▸ **WHAT THE EXERCISE ASKS**
Beneath this line are the data; copy exactly the part of them that opens with the line containing "filename crates/engine/src/streams.rs" and closes with the line containing "use crate::session::SessionManager;", and only that part.

== Segment start ==

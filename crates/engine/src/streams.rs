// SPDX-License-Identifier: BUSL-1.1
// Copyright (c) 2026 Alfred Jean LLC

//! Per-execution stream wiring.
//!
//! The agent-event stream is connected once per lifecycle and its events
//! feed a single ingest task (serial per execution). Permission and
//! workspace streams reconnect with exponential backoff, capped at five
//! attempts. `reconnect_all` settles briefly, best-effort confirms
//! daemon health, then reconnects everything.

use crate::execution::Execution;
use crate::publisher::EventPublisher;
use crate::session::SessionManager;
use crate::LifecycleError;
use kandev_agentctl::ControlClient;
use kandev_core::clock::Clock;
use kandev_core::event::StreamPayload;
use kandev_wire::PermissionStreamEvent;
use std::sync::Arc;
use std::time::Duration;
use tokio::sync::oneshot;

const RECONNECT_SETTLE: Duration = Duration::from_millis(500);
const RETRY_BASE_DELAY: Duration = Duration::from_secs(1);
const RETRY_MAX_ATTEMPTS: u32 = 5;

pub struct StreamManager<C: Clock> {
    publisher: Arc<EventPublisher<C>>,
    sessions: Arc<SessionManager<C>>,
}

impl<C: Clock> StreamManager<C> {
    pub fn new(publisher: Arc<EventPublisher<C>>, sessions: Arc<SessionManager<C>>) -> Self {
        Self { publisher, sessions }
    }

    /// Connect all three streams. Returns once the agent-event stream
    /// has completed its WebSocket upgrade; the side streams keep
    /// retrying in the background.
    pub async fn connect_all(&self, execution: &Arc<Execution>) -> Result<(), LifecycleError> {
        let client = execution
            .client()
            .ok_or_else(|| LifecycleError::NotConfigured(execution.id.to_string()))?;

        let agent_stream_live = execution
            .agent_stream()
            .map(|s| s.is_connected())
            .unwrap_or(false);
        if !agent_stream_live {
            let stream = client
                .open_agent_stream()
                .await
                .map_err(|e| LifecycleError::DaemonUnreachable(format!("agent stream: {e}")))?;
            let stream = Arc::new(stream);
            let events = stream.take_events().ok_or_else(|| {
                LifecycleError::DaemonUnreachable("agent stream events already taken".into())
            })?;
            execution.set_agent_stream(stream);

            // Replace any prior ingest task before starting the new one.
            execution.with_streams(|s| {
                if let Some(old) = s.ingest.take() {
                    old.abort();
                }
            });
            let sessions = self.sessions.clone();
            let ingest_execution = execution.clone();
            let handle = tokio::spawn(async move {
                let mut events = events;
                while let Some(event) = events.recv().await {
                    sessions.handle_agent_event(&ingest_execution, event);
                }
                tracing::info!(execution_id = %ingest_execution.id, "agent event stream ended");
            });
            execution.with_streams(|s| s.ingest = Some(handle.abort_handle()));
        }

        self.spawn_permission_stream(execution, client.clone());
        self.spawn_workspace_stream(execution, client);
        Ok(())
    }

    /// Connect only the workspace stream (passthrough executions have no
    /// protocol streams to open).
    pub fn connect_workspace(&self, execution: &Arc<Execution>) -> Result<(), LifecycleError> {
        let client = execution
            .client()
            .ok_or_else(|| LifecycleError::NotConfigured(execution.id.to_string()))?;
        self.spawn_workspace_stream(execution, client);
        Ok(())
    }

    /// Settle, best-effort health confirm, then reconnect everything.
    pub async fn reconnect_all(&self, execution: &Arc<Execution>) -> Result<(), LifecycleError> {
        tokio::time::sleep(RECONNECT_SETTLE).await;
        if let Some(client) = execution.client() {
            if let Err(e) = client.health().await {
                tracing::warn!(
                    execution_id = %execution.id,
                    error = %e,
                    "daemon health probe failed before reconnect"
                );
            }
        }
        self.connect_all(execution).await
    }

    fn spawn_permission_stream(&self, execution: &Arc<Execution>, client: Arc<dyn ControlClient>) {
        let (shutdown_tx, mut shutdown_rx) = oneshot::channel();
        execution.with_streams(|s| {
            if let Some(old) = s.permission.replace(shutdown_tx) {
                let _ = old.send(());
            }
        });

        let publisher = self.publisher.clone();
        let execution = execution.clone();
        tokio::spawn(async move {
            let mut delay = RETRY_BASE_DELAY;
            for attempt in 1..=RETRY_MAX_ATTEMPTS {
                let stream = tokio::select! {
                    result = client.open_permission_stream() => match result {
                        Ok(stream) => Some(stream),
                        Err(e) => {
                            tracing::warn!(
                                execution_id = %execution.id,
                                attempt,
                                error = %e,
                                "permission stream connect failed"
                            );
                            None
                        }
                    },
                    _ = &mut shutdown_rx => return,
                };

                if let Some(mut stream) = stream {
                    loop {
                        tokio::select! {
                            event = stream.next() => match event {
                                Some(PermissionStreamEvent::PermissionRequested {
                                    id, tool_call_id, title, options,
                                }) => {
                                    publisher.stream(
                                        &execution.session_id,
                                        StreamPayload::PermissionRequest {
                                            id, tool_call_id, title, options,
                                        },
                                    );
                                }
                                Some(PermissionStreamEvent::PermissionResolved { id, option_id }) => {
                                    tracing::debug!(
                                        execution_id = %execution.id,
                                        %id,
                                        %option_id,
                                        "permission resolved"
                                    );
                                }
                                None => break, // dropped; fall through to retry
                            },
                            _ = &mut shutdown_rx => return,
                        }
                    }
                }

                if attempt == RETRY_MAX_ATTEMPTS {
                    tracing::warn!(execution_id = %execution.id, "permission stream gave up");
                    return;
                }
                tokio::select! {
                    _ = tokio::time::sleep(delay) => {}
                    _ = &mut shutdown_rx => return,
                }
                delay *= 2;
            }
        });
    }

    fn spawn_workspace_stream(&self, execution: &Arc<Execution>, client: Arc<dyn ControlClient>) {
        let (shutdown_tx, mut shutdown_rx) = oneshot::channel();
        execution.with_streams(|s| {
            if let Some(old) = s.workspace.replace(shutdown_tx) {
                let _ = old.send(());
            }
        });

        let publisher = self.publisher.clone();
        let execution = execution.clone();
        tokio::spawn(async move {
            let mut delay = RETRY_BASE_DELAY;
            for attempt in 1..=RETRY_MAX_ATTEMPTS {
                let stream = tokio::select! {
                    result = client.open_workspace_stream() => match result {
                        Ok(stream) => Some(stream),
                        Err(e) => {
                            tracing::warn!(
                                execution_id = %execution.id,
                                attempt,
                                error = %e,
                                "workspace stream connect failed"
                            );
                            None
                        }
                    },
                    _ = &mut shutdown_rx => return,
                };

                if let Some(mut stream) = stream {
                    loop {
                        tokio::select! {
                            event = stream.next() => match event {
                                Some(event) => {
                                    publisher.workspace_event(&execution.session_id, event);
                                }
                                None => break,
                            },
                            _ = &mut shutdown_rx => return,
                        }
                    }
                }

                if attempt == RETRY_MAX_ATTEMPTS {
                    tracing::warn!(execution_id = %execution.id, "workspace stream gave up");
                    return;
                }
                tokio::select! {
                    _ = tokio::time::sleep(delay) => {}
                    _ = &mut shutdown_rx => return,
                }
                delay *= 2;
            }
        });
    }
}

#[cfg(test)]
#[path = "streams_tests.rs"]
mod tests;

== Segment end ==
== Segment start ==

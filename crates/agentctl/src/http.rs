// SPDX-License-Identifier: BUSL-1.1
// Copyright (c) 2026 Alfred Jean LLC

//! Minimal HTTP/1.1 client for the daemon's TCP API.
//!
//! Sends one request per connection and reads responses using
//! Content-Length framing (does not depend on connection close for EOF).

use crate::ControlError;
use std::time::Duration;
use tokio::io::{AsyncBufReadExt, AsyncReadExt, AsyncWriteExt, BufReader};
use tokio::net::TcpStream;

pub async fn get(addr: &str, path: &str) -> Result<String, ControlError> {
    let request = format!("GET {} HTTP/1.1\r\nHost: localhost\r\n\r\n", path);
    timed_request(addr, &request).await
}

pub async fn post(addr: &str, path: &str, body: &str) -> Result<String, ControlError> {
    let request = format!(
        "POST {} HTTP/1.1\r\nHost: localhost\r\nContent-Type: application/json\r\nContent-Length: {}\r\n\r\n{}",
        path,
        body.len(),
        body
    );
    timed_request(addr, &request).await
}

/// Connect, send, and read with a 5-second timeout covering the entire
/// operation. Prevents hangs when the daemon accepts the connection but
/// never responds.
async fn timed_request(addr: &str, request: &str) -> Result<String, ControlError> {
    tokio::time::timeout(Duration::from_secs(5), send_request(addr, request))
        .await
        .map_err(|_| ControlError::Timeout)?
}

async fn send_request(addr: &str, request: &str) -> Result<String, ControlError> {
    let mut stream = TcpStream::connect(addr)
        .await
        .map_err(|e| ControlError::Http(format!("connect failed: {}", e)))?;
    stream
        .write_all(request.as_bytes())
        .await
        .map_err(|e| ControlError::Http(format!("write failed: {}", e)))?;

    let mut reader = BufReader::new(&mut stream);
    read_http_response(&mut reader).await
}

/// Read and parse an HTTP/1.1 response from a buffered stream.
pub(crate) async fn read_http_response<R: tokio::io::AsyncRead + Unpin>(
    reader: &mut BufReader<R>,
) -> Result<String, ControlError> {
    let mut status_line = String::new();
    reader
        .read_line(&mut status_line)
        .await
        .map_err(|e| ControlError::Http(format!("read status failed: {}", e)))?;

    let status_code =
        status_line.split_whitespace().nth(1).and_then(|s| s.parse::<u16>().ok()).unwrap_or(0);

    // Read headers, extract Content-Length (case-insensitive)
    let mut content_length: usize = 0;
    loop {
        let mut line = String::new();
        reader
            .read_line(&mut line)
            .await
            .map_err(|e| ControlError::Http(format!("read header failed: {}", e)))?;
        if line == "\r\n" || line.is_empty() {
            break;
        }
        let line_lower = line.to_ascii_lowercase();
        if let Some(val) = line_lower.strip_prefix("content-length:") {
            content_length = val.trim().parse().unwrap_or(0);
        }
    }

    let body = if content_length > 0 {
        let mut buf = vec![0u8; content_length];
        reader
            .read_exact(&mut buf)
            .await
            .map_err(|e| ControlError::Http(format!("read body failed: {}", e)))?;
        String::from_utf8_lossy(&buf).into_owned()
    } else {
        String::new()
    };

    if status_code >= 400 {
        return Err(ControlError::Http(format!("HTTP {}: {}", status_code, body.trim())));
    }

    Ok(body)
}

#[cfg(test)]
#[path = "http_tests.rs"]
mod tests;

== Segment end ==

▸ **SOLUTION FOR THIS EXERCISE**
filename crates/engine/src/streams.rs
// SPDX-License-Identifier: BUSL-1.1
// Copyright (c) 2026 Alfred Jean LLC

//! Per-execution stream wiring.
//!
//! The agent-event stream is connected once per lifecycle and its events
//! feed a single ingest task (serial per execution). Permission and
//! workspace streams reconnect with exponential backoff, capped at five
//! attempts. `reconnect_all` settles briefly, best-effort confirms
//! daemon health, then reconnects everything.

use crate::execution::Execution;
use crate::publisher::EventPublisher;
use crate::session::SessionManager;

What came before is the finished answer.